(Stored items)
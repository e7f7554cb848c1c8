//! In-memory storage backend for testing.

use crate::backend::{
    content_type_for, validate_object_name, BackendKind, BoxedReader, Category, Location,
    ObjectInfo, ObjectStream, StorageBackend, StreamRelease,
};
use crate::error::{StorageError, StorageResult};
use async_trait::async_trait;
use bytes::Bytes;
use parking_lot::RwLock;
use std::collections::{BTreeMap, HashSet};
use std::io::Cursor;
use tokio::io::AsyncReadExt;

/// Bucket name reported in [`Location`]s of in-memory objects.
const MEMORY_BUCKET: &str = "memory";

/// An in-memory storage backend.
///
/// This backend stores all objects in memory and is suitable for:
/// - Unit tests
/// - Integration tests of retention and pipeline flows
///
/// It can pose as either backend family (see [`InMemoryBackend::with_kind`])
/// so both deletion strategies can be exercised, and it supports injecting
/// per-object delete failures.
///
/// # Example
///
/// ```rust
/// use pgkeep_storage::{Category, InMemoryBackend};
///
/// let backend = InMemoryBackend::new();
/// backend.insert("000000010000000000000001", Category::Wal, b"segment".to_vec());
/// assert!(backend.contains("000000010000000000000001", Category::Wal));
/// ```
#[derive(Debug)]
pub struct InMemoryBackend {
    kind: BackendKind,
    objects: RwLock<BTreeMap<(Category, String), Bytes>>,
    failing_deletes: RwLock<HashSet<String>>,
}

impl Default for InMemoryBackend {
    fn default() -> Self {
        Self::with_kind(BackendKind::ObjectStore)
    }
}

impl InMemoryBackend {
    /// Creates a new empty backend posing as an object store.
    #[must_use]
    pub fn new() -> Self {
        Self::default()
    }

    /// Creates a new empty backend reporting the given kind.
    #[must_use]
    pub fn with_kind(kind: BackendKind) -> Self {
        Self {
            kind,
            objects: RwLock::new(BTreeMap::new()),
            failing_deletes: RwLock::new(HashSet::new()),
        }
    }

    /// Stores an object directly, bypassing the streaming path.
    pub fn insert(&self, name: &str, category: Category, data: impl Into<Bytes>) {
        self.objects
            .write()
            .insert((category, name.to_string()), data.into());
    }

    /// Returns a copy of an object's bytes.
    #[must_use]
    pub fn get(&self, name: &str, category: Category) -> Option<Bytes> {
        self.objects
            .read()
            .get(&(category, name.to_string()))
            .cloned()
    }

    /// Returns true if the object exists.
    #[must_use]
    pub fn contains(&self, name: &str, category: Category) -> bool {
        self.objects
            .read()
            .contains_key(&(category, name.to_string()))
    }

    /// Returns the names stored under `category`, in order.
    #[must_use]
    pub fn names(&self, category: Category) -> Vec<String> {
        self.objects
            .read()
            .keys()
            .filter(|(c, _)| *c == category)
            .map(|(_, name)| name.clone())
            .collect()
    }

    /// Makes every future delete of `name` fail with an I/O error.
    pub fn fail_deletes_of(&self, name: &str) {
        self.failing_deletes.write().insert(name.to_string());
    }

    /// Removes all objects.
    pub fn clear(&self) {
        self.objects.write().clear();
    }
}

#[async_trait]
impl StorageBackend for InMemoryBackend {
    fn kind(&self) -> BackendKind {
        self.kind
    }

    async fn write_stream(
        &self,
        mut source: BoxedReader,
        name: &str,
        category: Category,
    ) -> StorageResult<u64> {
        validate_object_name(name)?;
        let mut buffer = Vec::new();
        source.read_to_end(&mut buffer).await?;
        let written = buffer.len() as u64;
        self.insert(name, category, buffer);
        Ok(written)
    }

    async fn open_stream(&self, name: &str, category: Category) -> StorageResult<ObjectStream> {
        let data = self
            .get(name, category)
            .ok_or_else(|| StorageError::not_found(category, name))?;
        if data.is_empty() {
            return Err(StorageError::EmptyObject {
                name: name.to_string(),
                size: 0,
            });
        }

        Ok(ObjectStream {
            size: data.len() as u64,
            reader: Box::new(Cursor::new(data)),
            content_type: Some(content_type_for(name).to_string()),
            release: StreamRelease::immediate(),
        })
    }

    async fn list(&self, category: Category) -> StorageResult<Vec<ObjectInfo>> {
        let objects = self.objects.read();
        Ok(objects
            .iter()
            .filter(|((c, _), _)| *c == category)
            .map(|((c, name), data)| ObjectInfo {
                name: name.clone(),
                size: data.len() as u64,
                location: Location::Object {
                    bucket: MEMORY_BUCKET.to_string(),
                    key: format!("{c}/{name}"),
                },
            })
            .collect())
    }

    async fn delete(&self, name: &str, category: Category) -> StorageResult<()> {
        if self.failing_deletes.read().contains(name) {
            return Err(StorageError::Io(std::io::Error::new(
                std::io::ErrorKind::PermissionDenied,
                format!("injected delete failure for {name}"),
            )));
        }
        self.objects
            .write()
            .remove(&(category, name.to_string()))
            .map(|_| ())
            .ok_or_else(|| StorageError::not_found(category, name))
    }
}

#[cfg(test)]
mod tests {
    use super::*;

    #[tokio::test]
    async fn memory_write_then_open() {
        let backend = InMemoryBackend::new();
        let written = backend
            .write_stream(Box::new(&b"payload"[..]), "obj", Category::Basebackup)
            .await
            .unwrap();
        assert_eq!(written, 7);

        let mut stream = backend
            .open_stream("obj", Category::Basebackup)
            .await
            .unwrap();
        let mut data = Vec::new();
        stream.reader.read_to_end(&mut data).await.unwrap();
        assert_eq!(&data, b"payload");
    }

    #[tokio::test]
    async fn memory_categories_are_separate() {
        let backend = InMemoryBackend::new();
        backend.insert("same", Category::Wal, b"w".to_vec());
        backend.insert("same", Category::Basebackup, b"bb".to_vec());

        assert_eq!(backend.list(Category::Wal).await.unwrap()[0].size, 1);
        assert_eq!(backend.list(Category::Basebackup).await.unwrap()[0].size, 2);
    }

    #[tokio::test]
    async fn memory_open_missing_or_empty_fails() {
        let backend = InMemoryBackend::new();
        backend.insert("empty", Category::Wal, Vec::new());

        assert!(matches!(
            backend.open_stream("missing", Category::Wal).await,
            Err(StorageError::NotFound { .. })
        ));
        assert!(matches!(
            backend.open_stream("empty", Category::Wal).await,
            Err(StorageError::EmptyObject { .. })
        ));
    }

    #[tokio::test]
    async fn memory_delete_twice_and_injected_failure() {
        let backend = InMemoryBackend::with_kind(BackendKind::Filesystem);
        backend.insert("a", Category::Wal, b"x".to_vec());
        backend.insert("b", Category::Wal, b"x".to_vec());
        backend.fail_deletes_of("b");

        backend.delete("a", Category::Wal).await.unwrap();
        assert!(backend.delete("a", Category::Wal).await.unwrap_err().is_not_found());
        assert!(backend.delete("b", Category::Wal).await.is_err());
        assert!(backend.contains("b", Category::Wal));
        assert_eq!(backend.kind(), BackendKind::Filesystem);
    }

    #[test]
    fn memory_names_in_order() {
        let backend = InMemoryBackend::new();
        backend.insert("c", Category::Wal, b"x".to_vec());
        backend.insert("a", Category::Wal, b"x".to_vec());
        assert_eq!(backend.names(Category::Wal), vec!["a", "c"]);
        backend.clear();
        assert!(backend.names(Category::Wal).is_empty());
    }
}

Aim of the task
Give back every entry, unchanged in any way.

Response box
repository e7f7554cb848c1c8
//! In-memory storage backend for testing.

use crate::backend::{
    content_type_for, validate_object_name, BackendKind, BoxedReader, Category, Location,
    ObjectInfo, ObjectStream, StorageBackend, StreamRelease,
};
use crate::error::{StorageError, StorageResult};
use async_trait::async_trait;
use bytes::Bytes;
use parking_lot::RwLock;
use std::collections::{BTreeMap, HashSet};
use std::io::Cursor;
use tokio::io::AsyncReadExt;

/// Bucket name reported in [`Location`]s of in-memory objects.
const MEMORY_BUCKET: &str = "memory";

/// An in-memory storage backend.
///
/// This backend stores all objects in memory and is suitable for:
/// - Unit tests
/// - Integration tests of retention and pipeline flows
///
/// It can pose as either backend family (see [`InMemoryBackend::with_kind`])
/// so both deletion strategies can be exercised, and it supports injecting
/// per-object delete failures.
///
/// # Example
///
/// ```rust
/// use pgkeep_storage::{Category, InMemoryBackend};
///
/// let backend = InMemoryBackend::new();
/// backend.insert("000000010000000000000001", Category::Wal, b"segment".to_vec());
/// assert!(backend.contains("000000010000000000000001", Category::Wal));
/// ```
#[derive(Debug)]
pub struct InMemoryBackend {
    kind: BackendKind,
    objects: RwLock<BTreeMap<(Category, String), Bytes>>,
    failing_deletes: RwLock<HashSet<String>>,
}

impl Default for InMemoryBackend {
    fn default() -> Self {
        Self::with_kind(BackendKind::ObjectStore)
    }
}

impl InMemoryBackend {
    /// Creates a new empty backend posing as an object store.
    #[must_use]
    pub fn new() -> Self {
        Self::default()
    }

    /// Creates a new empty backend reporting the given kind.
    #[must_use]
    pub fn with_kind(kind: BackendKind) -> Self {
        Self {
            kind,
            objects: RwLock::new(BTreeMap::new()),
            failing_deletes: RwLock::new(HashSet::new()),
        }
    }

    /// Stores an object directly, bypassing the streaming path.
    pub fn insert(&self, name: &str, category: Category, data: impl Into<Bytes>) {
        self.objects
            .write()
            .insert((category, name.to_string()), data.into());
    }

    /// Returns a copy of an object's bytes.
    #[must_use]
    pub fn get(&self, name: &str, category: Category) -> Option<Bytes> {
        self.objects
            .read()
            .get(&(category, name.to_string()))
            .cloned()
    }

    /// Returns true if the object exists.
    #[must_use]
    pub fn contains(&self, name: &str, category: Category) -> bool {
        self.objects
            .read()
            .contains_key(&(category, name.to_string()))
    }

    /// Returns the names stored under `category`, in order.
    #[must_use]
    pub fn names(&self, category: Category) -> Vec<String> {
        self.objects
            .read()
            .keys()
            .filter(|(c, _)| *c == category)
            .map(|(_, name)| name.clone())
            .collect()
    }

    /// Makes every future delete of `name` fail with an I/O error.
    pub fn fail_deletes_of(&self, name: &str) {
        self.failing_deletes.write().insert(name.to_string());
    }

    /// Removes all objects.
    pub fn clear(&self) {
        self.objects.write().clear();
    }
}

#[async_trait]
impl StorageBackend for InMemoryBackend {
    fn kind(&self) -> BackendKind {
        self.kind
    }

    async fn write_stream(
        &self,
        mut source: BoxedReader,
        name: &str,
        category: Category,
    ) -> StorageResult<u64> {
        validate_object_name(name)?;
        let mut buffer = Vec::new();
        source.read_to_end(&mut buffer).await?;
        let written = buffer.len() as u64;
        self.insert(name, category, buffer);
        Ok(written)
    }

    async fn open_stream(&self, name: &str, category: Category) -> StorageResult<ObjectStream> {
        let data = self
            .get(name, category)
            .ok_or_else(|| StorageError::not_found(category, name))?;
        if data.is_empty() {
            return Err(StorageError::EmptyObject {
                name: name.to_string(),
                size: 0,
            });
        }

        Ok(ObjectStream {
            size: data.len() as u64,
            reader: Box::new(Cursor::new(data)),
            content_type: Some(content_type_for(name).to_string()),
            release: StreamRelease::immediate(),
        })
    }

    async fn list(&self, category: Category) -> StorageResult<Vec<ObjectInfo>> {
        let objects = self.objects.read();
        Ok(objects
            .iter()
            .filter(|((c, _), _)| *c == category)
            .map(|((c, name), data)| ObjectInfo {
                name: name.clone(),
                size: data.len() as u64,
                location: Location::Object {
                    bucket: MEMORY_BUCKET.to_string(),
                    key: format!("{c}/{name}"),
                },
            })
            .collect())
    }

    async fn delete(&self, name: &str, category: Category) -> StorageResult<()> {
        if self.failing_deletes.read().contains(name) {
            return Err(StorageError::Io(std::io::Error::new(
                std::io::ErrorKind::PermissionDenied,
                format!("injected delete failure for {name}"),
            )));
        }
        self.objects
            .write()
            .remove(&(category, name.to_string()))
            .map(|_| ())
            .ok_or_else(|| StorageError::not_found(category, name))
    }
}

#[cfg(test)]
mod tests {
    use super::*;

    #[tokio::test]
    async fn memory_write_then_open() {
        let backend = InMemoryBackend::new();
        let written = backend
            .write_stream(Box::new(&b"payload"[..]), "obj", Category::Basebackup)
            .await
            .unwrap();
        assert_eq!(written, 7);

        let mut stream = backend
            .open_stream("obj", Category::Basebackup)
            .await
            .unwrap();
        let mut data = Vec::new();
        stream.reader.read_to_end(&mut data).await.unwrap();
        assert_eq!(&data, b"payload");
    }

    #[tokio::test]
    async fn memory_categories_are_separate() {
        let backend = InMemoryBackend::new();
        backend.insert("same", Category::Wal, b"w".to_vec());
        backend.insert("same", Category::Basebackup, b"bb".to_vec());

        assert_eq!(backend.list(Category::Wal).await.unwrap()[0].size, 1);
        assert_eq!(backend.list(Category::Basebackup).await.unwrap()[0].size, 2);
    }

    #[tokio::test]
    async fn memory_open_missing_or_empty_fails() {
        let backend = InMemoryBackend::new();
        backend.insert("empty", Category::Wal, Vec::new());

        assert!(matches!(
            backend.open_stream("missing", Category::Wal).await,
            Err(StorageError::NotFound { .. })
        ));
        assert!(matches!(
            backend.open_stream("empty", Category::Wal).await,
            Err(StorageError::EmptyObject { .. })
        ));
    }

    #[tokio::test]
    async fn memory_delete_twice_and_injected_failure() {
        let backend = InMemoryBackend::with_kind(BackendKind::Filesystem);
        backend.insert("a", Category::Wal, b"x".to_vec());
        backend.insert("b", Category::Wal, b"x".to_vec());
        backend.fail_deletes_of("b");

        backend.delete("a", Category::Wal).await.unwrap();
        assert!(backend.delete("a", Category::Wal).await.unwrap_err().is_not_found());
        assert!(backend.delete("b", Category::Wal).await.is_err());
        assert!(backend.contains("b", Category::Wal));
        assert_eq!(backend.kind(), BackendKind::Filesystem);
    }

    #[test]
    fn memory_names_in_order() {
        let backend = InMemoryBackend::new();
        backend.insert("c", Category::Wal, b"x".to_vec());
        backend.insert("a", Category::Wal, b"x".to_vec());
        assert_eq!(backend.names(Category::Wal), vec!["a", "c"]);
        backend.clear();
        assert!(backend.names(Category::Wal).is_empty());
    }
}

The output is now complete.